Problem description: How does the data below read from its first line through the line containing "pub(crate) const INVALID_IN_STRING: u8"? Print those lines exactly.

Records to process:
//! Per-byte classification tables shared by the reader and lexer.
//!
//! Fixed 256-entry arrays indexed by byte value give branch-free
//! classification on the scanning hot paths. The tables are built at compile
//! time; the flag semantics follow the string-scanning needs of
//! [`Reader::scan_string_body`](crate::Reader::scan_string_body).

/// Byte is a legal escape character after a backslash
/// (`"`, `\`, `/`, `b`, `f`, `n`, `r`, `t`).
pub(crate) const VALID_ESCAPE: u8 = 0x01;

/// Byte may not appear raw inside a string: control bytes below 0x20, plus
/// `"` and `\` (which end the unescaped run rather than the string being
/// malformed).
pub(crate) const INVALID_IN_STRING: u8 = 0x02;

/// ASCII hexadecimal digit, as used in `\uXXXX` escapes.
pub(crate) const HEX_DIGIT: u8 = 0x04;

/// Byte needs further processing during string scanning (`"` and `\`).
pub(crate) const NEEDS_PROCESSING: u8 = 0x08;

/// Non-ASCII byte; surfaces that validate UTF-8 key off this flag.
pub(crate) const NON_ASCII: u8 = 0x10;

/// Mask of bytes the string fast path must stop on.
pub(crate) const STRING_STOP: u8 = INVALID_IN_STRING | NEEDS_PROCESSING;

const fn classify(b: u8) -> u8 {
    let mut flags = 0u8;
    if b < 0x20 {
        flags |= INVALID_IN_STRING;
    }
    if b >= 0x80 {
        flags |= NON_ASCII;
    }
    if b == b'"' || b == b'\\' {
        flags |= VALID_ESCAPE | INVALID_IN_STRING | NEEDS_PROCESSING;
    }
    if b == b'/' || b == b'b' || b == b'f' || b == b'n' || b == b'r' || b == b't' {
        flags |= VALID_ESCAPE;
    }
    if b.is_ascii_hexdigit() {
        flags |= HEX_DIGIT;
    }
    flags
}

pub(crate) static CLASS: [u8; 256] = {
    let mut table = [0u8; 256];
    let mut b = 0usize;
    while b < 256 {
        table[b] = classify(b as u8);
        b += 1;
    }
    table
};

/// JSON whitespace: tab, LF, VT, FF, CR, space. A dedicated table (rather
/// than a predicate chain) measurably speeds up indentation-heavy input.
pub(crate) static WHITESPACE: [bool; 256] = {
    let mut table = [false; 256];
    table[b'\t' as usize] = true;
    table[b'\n' as usize] = true;
    table[0x0b] = true;
    table[0x0c] = true;
    table[b'\r' as usize] = true;
    table[b' ' as usize] = true;
    table
};

#[inline]
pub(crate) fn class_of(b: u8) -> u8 {
    CLASS[b as usize]
}

#[inline]
pub(crate) fn is_whitespace(b: u8) -> bool {
    WHITESPACE[b as usize]
}
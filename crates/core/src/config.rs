use std::fs;
use std::path::{Path, PathBuf};

use serde::{Deserialize, Serialize};
use thiserror::Error;

use crate::services::analysis::CfgOptions;

/// Environment variable holding the address-space ceiling in bytes.
pub const MEM_LIMIT_ENV: &str = "DRILLER_MEM_LIMIT";
/// Environment variable holding the wall-clock budget in seconds.
pub const TIMEOUT_ENV: &str = "DRILLER_DICTIONARY_TIMEOUT";

#[derive(Debug, Error)]
pub enum ConfigError {
    #[error("Failed to read config {path}: {source}")]
    Read {
        path: PathBuf,
        #[source]
        source: std::io::Error,
    },
    #[error("Failed to parse config {path}: {reason}")]
    Parse { path: PathBuf, reason: String },
    #[error("Invalid value for {key}: {value:?}")]
    InvalidValue { key: String, value: String },
}

/// Process resource limits applied before analysis. `None` means unlimited.
#[derive(Debug, Clone, Copy, Default, PartialEq, Eq, Serialize, Deserialize)]
pub struct ResourceLimits {
    /// Address-space ceiling in bytes.
    pub mem_limit: Option<u64>,
    /// Seconds until the process is interrupted.
    pub timeout_secs: Option<u32>,
}

impl ResourceLimits {
    /// Read limits from `DRILLER_MEM_LIMIT` / `DRILLER_DICTIONARY_TIMEOUT`.
    pub fn from_env() -> Result<Self, ConfigError> {
        Self::from_lookup(|key| std::env::var(key).ok())
    }

    /// Same as `from_env`, with an injectable variable source.
    pub fn from_lookup<F>(lookup: F) -> Result<Self, ConfigError>
    where
        F: Fn(&str) -> Option<String>,
    {
        Ok(Self {
            mem_limit: parse_var(MEM_LIMIT_ENV, lookup(MEM_LIMIT_ENV))?,
            timeout_secs: parse_var(TIMEOUT_ENV, lookup(TIMEOUT_ENV))?,
        })
    }

    /// Fields set in `other` win over fields set in `self`.
    pub fn overlay(self, other: ResourceLimits) -> Self {
        Self {
            mem_limit: other.mem_limit.or(self.mem_limit),
            timeout_secs: other.timeout_secs.or(self.timeout_secs),
        }
    }
}

fn parse_var<T: std::str::FromStr>(
    key: &str,
    raw: Option<String>,
) -> Result<Option<T>, ConfigError> {
    let Some(raw) = raw else { return Ok(None) };
    let trimmed = raw.trim();
    if trimmed.is_empty() {
        return Ok(None);
    }
    trimmed
        .parse()
        .map(Some)
        .map_err(|_| ConfigError::InvalidValue { key: key.to_string(), value: raw.clone() })
}

/// Settings file accepted by `--config` (JSON, or YAML for `.yaml`/`.yml`).
#[derive(Debug, Clone, Default, PartialEq, Eq, Serialize, Deserialize)]
#[serde(deny_unknown_fields)]
pub struct DictConfig {
    #[serde(default)]
    pub mem_limit: Option<u64>,
    /// Seconds; named after the setting it replaces in campaign configs.
    #[serde(default)]
    pub dictionary_timeout: Option<u32>,
    #[serde(default)]
    pub backend: Option<String>,
    #[serde(default)]
    pub backend_path: Option<PathBuf>,
    #[serde(default)]
    pub arch: Option<String>,
    #[serde(default)]
    pub max_instructions: Option<usize>,
    #[serde(default)]
    pub keep_input_state: Option<bool>,
    #[serde(default)]
    pub advanced_backward_slicing: Option<bool>,
}

impl DictConfig {
    pub fn load(path: &Path) -> Result<Self, ConfigError> {
        let body = fs::read_to_string(path)
            .map_err(|source| ConfigError::Read { path: path.to_path_buf(), source })?;
        let is_yaml = matches!(
            path.extension().and_then(|e| e.to_str()),
            Some("yaml") | Some("yml")
        );
        let parsed = if is_yaml {
            serde_yaml::from_str(&body).map_err(|e| e.to_string())
        } else {
            serde_json::from_str(&body).map_err(|e| e.to_string())
        };
        parsed.map_err(|reason| ConfigError::Parse { path: path.to_path_buf(), reason })
    }

    pub fn limits(&self) -> ResourceLimits {
        ResourceLimits { mem_limit: self.mem_limit, timeout_secs: self.dictionary_timeout }
    }

    /// CFG options with config overrides applied to the defaults.
    pub fn cfg_options(&self) -> CfgOptions {
        let defaults = CfgOptions::default();
        CfgOptions {
            keep_input_state: self.keep_input_state.unwrap_or(defaults.keep_input_state),
            advanced_backward_slicing: self
                .advanced_backward_slicing
                .unwrap_or(defaults.advanced_backward_slicing),
            max_instructions: self.max_instructions.or(defaults.max_instructions),
        }
    }
}
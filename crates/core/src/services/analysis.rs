use std::collections::HashMap;
use std::path::PathBuf;

use serde::{Deserialize, Serialize};
use thiserror::Error;

/// Minimal IR for functions recovered from a binary.
#[derive(Debug, Clone, PartialEq, Eq, Serialize, Deserialize)]
pub struct FunctionRecord {
    pub address: u64,
    pub name: Option<String>,
    pub size: Option<u64>,
}

impl FunctionRecord {
    /// Name for log lines: the symbol when known, `sub_<hex>` otherwise.
    pub fn display_name(&self) -> String {
        self.name.clone().unwrap_or_else(|| format!("sub_{:x}", self.address))
    }
}

/// A byte string a function's code loads or compares against.
#[derive(Debug, Clone, PartialEq, Eq, Serialize, Deserialize)]
pub struct StringReference {
    /// Address of the referenced string.
    pub address: u64,
    pub bytes: Vec<u8>,
}

/// Kind of control-flow edge for a basic block successor.
#[derive(Debug, Clone, Copy, PartialEq, Eq, Serialize, Deserialize)]
pub enum BlockEdgeKind {
    Fallthrough,
    Jump,
    ConditionalJump,
    IndirectJump,
    Call,
    IndirectCall,
}

/// Basic block representation; `len` counts instructions.
#[derive(Debug, Clone, PartialEq, Eq, Serialize, Deserialize)]
pub struct BasicBlock {
    pub start: u64,
    pub len: u32,
    pub successors: Vec<BlockEdge>,
}

/// Successor edge with target and edge classification.
#[derive(Debug, Clone, PartialEq, Eq, Serialize, Deserialize)]
pub struct BlockEdge {
    pub target: u64,
    pub kind: BlockEdgeKind,
}

/// Whole-binary control-flow graph as recovered by a backend.
#[derive(Debug, Clone, Default, PartialEq, Eq, Serialize, Deserialize)]
pub struct ControlFlowGraph {
    pub functions: Vec<FunctionRecord>,
    pub basic_blocks: Vec<BasicBlock>,
    pub backend_version: Option<String>,
    pub backend_path: Option<String>,
}

/// Analysis depth knobs for CFG recovery.
#[derive(Debug, Clone, PartialEq, Eq, Serialize, Deserialize)]
pub struct CfgOptions {
    /// Carry tracked register state from a block into its successors instead
    /// of starting every block from an empty state.
    pub keep_input_state: bool,
    /// Track register constants through moves, address arithmetic and
    /// PC-relative loads so indirectly built pointers are recovered.
    pub advanced_backward_slicing: bool,
    /// Per-function instruction budget for backends that disassemble.
    pub max_instructions: Option<usize>,
}

impl Default for CfgOptions {
    fn default() -> Self {
        Self { keep_input_state: true, advanced_backward_slicing: true, max_instructions: None }
    }
}

/// Request to load a binary and recover its CFG.
#[derive(Debug, Clone, Serialize, Deserialize)]
pub struct AnalysisRequest {
    pub binary_path: PathBuf,
    /// Optional architecture hint (e.g., x86_64, arm64, armv7).
    pub arch: Option<String>,
    pub options: CfgOptions,
    /// Optional explicit backend tool path (e.g., a rizin executable).
    pub backend_path: Option<PathBuf>,
}

impl AnalysisRequest {
    pub fn new(binary_path: impl Into<PathBuf>) -> Self {
        Self {
            binary_path: binary_path.into(),
            arch: None,
            options: CfgOptions::default(),
            backend_path: None,
        }
    }
}

#[derive(Debug, Error)]
pub enum AnalysisError {
    #[error("Binary not found at {0}")]
    MissingBinary(PathBuf),
    #[error("Backend not found: {0}")]
    MissingBackend(String),
    #[error("Failed to load {path}: {reason}")]
    Load { path: PathBuf, reason: String },
    #[error("Analysis backend error: {0}")]
    Backend(String),
    /// Degenerate function body (no decodable code, zero-sized range).
    ///
    /// Upstream engines hit arithmetic faults on these; callers that walk
    /// every function treat it as "no strings here" rather than fatal.
    #[error("Degenerate function at 0x{address:x}: {reason}")]
    DegenerateFunction { address: u64, reason: String },
}

impl AnalysisError {
    /// True for the per-function defect class that string extraction skips.
    pub fn is_function_defect(&self) -> bool {
        matches!(self, AnalysisError::DegenerateFunction { .. })
    }
}

/// A binary after CFG recovery, able to answer per-function queries.
pub trait LoadedBinary {
    fn cfg(&self) -> &ControlFlowGraph;

    /// Strings referenced by `function`, in first-reference order.
    fn string_references(
        &self,
        function: &FunctionRecord,
    ) -> Result<Vec<StringReference>, AnalysisError>;
}

/// Trait implemented by analysis backends (e.g., Capstone, rizin).
pub trait AnalysisBackend: Send + Sync {
    fn load(&self, request: &AnalysisRequest) -> Result<Box<dyn LoadedBinary>, AnalysisError>;
    fn name(&self) -> &'static str;
}

/// Registry for analysis backends; callers select by name.
#[derive(Default)]
pub struct BackendRegistry {
    backends: HashMap<String, Box<dyn AnalysisBackend>>,
}

impl BackendRegistry {
    pub fn new() -> Self {
        Self { backends: HashMap::new() }
    }

    pub fn register<B: AnalysisBackend + 'static>(&mut self, backend: B) -> &mut Self {
        self.backends.insert(backend.name().to_string(), Box::new(backend));
        self
    }

    pub fn get(&self, name: &str) -> Option<&dyn AnalysisBackend> {
        self.backends.get(name).map(|b| &**b)
    }

    /// Like `get`, but reports the registered names when `name` is unknown.
    pub fn resolve(&self, name: &str) -> Result<&dyn AnalysisBackend, AnalysisError> {
        self.get(name).ok_or_else(|| {
            AnalysisError::MissingBackend(format!(
                "{name} (available: {})",
                self.names().join(", ")
            ))
        })
    }

    /// Return a sorted list of registered backend names for error messages/help.
    pub fn names(&self) -> Vec<String> {
        let mut keys: Vec<String> = self.backends.keys().cloned().collect();
        keys.sort();
        keys
    }
}

/// Default backend name when neither CLI nor config picks one.
pub const DEFAULT_BACKEND: &str = "capstone";

/// Registry populated with every backend compiled into this build.
pub fn default_backend_registry() -> BackendRegistry {
    let mut registry = BackendRegistry::new();
    #[cfg(feature = "capstone-backend")]
    {
        registry.register(crate::services::backends::CapstoneBackend);
    }
    #[cfg(feature = "rizin-backend")]
    {
        registry.register(crate::services::backends::RizinBackend);
    }
    registry
}

#[cfg(test)]
mod tests {
    use super::*;

    struct Named(&'static str);

    impl AnalysisBackend for Named {
        fn load(&self, request: &AnalysisRequest) -> Result<Box<dyn LoadedBinary>, AnalysisError> {
            Err(AnalysisError::MissingBinary(request.binary_path.clone()))
        }

        fn name(&self) -> &'static str {
            self.0
        }
    }

    #[test]
    fn registry_lists_names_sorted_and_reports_unknown() {
        let mut registry = BackendRegistry::new();
        registry.register(Named("zeta")).register(Named("alpha"));
        assert_eq!(registry.names(), vec!["alpha".to_string(), "zeta".to_string()]);

        let err = registry.resolve("nope").err().expect("unknown backend");
        let msg = err.to_string();
        assert!(msg.contains("nope") && msg.contains("alpha, zeta"), "unexpected: {msg}");
    }

    #[test]
    fn only_degenerate_functions_are_function_defects() {
        let defect = AnalysisError::DegenerateFunction { address: 0x10, reason: "empty".into() };
        assert!(defect.is_function_defect());
        assert!(!AnalysisError::Backend("boom".into()).is_function_defect());
        assert!(!AnalysisError::MissingBinary("x".into()).is_function_defect());
    }

    #[test]
    fn display_name_falls_back_to_address() {
        let anon = FunctionRecord { address: 0x4010, name: None, size: None };
        assert_eq!(anon.display_name(), "sub_4010");
        let named = FunctionRecord { address: 0, name: Some("main".into()), size: Some(4) };
        assert_eq!(named.display_name(), "main");
    }

    #[test]
    fn default_options_request_full_depth() {
        let req = AnalysisRequest::new("/bin/true");
        assert!(req.options.keep_input_state);
        assert!(req.options.advanced_backward_slicing);
        assert_eq!(req.options.max_instructions, None);
    }
}
//! dictgen-core
//!
//! Recovers the strings a binary's functions reference and turns them into an
//! AFL-style fuzzer dictionary.
//!
//! Analysis engines live behind [`services::analysis::AnalysisBackend`]; the
//! rest of the pipeline (resource guard, extraction, filtering, escaping,
//! writing) is engine-agnostic so frontends only wire configuration together.

pub mod config;
pub mod dictionary;
pub mod guard;
pub mod pipeline;
pub mod services;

Exercise output:
//! Per-byte classification tables shared by the reader and lexer.
//!
//! Fixed 256-entry arrays indexed by byte value give branch-free
//! classification on the scanning hot paths. The tables are built at compile
//! time; the flag semantics follow the string-scanning needs of
//! [`Reader::scan_string_body`](crate::Reader::scan_string_body).

/// Byte is a legal escape character after a backslash
/// (`"`, `\`, `/`, `b`, `f`, `n`, `r`, `t`).
pub(crate) const VALID_ESCAPE: u8 = 0x01;

/// Byte may not appear raw inside a string: control bytes below 0x20, plus
/// `"` and `\` (which end the unescaped run rather than the string being
/// malformed).
pub(crate) const INVALID_IN_STRING: u8 = 0x02;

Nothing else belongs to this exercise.